**TASK TO CARRY OUT**
Set down exactly the entries below, beginning at their first line and ending at the line with "#[derive(Debug, Clone, Copy, PartialEq)]".

**PROVIDED DATA**

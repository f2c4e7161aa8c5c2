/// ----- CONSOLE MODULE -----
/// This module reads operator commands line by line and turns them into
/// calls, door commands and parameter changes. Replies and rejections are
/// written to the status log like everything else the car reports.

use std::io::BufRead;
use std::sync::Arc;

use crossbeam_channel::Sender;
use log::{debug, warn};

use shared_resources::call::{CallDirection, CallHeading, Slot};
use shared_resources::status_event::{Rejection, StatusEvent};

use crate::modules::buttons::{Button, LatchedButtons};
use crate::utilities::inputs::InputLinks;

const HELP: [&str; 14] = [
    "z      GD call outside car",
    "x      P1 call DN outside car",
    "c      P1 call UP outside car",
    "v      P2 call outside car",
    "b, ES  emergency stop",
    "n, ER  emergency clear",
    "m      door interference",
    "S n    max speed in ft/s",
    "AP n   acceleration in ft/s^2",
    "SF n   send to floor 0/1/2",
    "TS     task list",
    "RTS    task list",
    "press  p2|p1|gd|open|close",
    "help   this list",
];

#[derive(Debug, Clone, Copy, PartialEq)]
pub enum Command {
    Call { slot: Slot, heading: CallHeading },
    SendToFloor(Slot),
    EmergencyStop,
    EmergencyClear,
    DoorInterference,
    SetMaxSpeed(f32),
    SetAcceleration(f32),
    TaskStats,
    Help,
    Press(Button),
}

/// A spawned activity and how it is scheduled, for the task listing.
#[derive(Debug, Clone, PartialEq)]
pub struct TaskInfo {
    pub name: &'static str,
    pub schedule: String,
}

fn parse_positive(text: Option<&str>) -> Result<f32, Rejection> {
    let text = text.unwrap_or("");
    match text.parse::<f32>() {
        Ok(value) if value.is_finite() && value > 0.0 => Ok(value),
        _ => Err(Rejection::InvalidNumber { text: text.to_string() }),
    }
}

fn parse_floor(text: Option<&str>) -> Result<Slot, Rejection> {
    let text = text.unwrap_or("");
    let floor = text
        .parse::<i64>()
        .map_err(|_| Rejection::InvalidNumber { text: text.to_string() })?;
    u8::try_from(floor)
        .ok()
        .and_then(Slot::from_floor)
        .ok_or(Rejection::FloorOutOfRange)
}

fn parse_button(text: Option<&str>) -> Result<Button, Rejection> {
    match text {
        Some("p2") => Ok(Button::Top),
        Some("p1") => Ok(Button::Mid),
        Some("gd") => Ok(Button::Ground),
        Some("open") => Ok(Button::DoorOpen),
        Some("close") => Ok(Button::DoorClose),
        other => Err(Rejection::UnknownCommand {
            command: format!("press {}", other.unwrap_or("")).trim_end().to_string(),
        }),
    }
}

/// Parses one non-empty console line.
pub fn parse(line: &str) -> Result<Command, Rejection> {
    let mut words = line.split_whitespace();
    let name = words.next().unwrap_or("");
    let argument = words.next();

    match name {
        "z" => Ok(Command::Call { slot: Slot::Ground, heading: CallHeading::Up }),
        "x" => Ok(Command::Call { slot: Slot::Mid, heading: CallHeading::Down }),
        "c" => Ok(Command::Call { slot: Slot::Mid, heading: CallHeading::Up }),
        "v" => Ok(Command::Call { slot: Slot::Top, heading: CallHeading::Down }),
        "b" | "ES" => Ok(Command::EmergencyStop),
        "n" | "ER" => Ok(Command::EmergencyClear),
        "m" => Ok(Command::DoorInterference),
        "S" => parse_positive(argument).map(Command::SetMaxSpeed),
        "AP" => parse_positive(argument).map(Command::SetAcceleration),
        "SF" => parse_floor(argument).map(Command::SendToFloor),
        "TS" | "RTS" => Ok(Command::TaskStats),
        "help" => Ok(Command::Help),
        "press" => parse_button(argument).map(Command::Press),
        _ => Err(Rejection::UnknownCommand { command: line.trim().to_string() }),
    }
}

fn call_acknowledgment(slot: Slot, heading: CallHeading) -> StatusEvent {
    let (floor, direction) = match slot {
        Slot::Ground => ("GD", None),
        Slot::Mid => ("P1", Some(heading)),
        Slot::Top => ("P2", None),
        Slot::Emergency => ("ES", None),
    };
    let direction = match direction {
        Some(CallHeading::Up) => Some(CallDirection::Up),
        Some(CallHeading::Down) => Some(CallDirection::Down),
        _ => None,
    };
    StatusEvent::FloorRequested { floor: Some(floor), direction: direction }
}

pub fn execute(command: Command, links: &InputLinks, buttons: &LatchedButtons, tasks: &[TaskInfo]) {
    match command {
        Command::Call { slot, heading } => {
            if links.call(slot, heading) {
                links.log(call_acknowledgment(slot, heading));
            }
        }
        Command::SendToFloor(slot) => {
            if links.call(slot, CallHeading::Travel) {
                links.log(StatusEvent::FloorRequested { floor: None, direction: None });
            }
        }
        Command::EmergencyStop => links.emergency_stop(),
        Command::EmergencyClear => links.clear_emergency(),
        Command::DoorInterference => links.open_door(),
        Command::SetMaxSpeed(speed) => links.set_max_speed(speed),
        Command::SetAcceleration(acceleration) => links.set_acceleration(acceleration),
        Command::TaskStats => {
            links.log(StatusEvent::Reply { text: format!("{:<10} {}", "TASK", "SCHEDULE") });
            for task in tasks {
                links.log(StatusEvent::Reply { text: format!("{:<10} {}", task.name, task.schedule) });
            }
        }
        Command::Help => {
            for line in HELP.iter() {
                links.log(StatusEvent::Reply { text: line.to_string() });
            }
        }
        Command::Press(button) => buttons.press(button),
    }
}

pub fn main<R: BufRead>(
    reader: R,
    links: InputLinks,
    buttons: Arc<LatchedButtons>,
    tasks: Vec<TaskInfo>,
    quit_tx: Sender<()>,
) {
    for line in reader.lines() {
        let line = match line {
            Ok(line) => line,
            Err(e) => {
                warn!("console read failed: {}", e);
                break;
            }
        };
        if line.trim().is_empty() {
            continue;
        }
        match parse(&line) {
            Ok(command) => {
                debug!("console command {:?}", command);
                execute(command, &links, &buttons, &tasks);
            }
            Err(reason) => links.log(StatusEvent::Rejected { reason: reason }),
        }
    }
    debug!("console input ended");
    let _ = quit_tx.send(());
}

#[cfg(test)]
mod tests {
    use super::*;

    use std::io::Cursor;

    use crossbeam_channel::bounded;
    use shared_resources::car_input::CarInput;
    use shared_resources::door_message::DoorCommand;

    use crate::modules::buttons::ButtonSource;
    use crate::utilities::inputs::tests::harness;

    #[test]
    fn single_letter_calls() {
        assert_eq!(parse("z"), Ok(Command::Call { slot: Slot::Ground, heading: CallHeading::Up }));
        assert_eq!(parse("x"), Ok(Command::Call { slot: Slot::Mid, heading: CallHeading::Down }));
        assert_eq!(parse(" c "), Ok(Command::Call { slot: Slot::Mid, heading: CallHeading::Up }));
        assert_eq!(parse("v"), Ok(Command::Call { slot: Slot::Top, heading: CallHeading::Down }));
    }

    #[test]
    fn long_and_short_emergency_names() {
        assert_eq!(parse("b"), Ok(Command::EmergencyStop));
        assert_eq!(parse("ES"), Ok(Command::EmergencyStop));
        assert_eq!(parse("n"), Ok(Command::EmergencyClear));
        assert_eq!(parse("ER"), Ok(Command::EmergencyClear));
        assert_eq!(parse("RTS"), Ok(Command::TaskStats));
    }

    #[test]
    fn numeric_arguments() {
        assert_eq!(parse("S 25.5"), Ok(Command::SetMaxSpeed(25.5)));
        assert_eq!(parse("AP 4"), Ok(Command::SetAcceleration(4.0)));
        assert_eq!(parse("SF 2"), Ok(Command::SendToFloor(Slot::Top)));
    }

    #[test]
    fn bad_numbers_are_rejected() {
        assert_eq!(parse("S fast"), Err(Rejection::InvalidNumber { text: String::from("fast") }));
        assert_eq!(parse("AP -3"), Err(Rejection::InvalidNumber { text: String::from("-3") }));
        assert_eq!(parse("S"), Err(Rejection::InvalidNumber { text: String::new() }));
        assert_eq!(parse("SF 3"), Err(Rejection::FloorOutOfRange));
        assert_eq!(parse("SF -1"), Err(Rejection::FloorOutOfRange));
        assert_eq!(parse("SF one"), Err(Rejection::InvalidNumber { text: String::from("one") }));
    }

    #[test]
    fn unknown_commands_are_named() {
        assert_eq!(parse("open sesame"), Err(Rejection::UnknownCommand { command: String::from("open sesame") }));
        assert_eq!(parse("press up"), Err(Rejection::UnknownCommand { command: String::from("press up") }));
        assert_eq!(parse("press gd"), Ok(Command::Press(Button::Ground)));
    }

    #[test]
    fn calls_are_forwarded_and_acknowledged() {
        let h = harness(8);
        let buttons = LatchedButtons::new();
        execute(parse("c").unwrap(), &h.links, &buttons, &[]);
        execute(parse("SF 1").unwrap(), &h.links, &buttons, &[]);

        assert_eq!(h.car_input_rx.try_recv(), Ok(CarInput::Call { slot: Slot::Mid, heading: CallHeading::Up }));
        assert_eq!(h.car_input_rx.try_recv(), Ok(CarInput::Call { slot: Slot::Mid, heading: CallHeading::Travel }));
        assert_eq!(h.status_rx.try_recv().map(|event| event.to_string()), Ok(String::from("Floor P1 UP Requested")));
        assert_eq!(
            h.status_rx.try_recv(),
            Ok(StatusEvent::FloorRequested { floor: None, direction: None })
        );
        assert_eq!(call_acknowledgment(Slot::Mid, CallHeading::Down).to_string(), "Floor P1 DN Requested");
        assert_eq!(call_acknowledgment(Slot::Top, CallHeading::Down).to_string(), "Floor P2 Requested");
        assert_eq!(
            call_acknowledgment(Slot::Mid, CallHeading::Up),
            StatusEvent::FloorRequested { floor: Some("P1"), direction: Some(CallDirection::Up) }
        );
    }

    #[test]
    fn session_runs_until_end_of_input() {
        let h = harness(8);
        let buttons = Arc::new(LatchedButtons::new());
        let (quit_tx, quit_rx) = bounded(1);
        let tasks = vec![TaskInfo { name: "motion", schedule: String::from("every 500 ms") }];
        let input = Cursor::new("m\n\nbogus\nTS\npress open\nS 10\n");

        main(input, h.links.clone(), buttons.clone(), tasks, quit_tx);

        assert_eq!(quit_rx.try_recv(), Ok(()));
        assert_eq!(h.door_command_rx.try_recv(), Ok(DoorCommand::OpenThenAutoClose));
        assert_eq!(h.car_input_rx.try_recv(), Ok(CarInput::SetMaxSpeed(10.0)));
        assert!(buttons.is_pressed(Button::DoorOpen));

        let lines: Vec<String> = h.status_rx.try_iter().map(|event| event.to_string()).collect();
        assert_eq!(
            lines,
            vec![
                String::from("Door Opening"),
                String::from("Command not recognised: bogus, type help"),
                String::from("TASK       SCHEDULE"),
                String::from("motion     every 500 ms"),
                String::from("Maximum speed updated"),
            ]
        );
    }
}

**EXPECTED OUTPUT**
repository f2c4e7161aa8c5c2
/// ----- CONSOLE MODULE -----
/// This module reads operator commands line by line and turns them into
/// calls, door commands and parameter changes. Replies and rejections are
/// written to the status log like everything else the car reports.

use std::io::BufRead;
use std::sync::Arc;

use crossbeam_channel::Sender;
use log::{debug, warn};

use shared_resources::call::{CallDirection, CallHeading, Slot};
use shared_resources::status_event::{Rejection, StatusEvent};

use crate::modules::buttons::{Button, LatchedButtons};
use crate::utilities::inputs::InputLinks;

const HELP: [&str; 14] = [
    "z      GD call outside car",
    "x      P1 call DN outside car",
    "c      P1 call UP outside car",
    "v      P2 call outside car",
    "b, ES  emergency stop",
    "n, ER  emergency clear",
    "m      door interference",
    "S n    max speed in ft/s",
    "AP n   acceleration in ft/s^2",
    "SF n   send to floor 0/1/2",
    "TS     task list",
    "RTS    task list",
    "press  p2|p1|gd|open|close",
    "help   this list",
];

#[derive(Debug, Clone, Copy, PartialEq)]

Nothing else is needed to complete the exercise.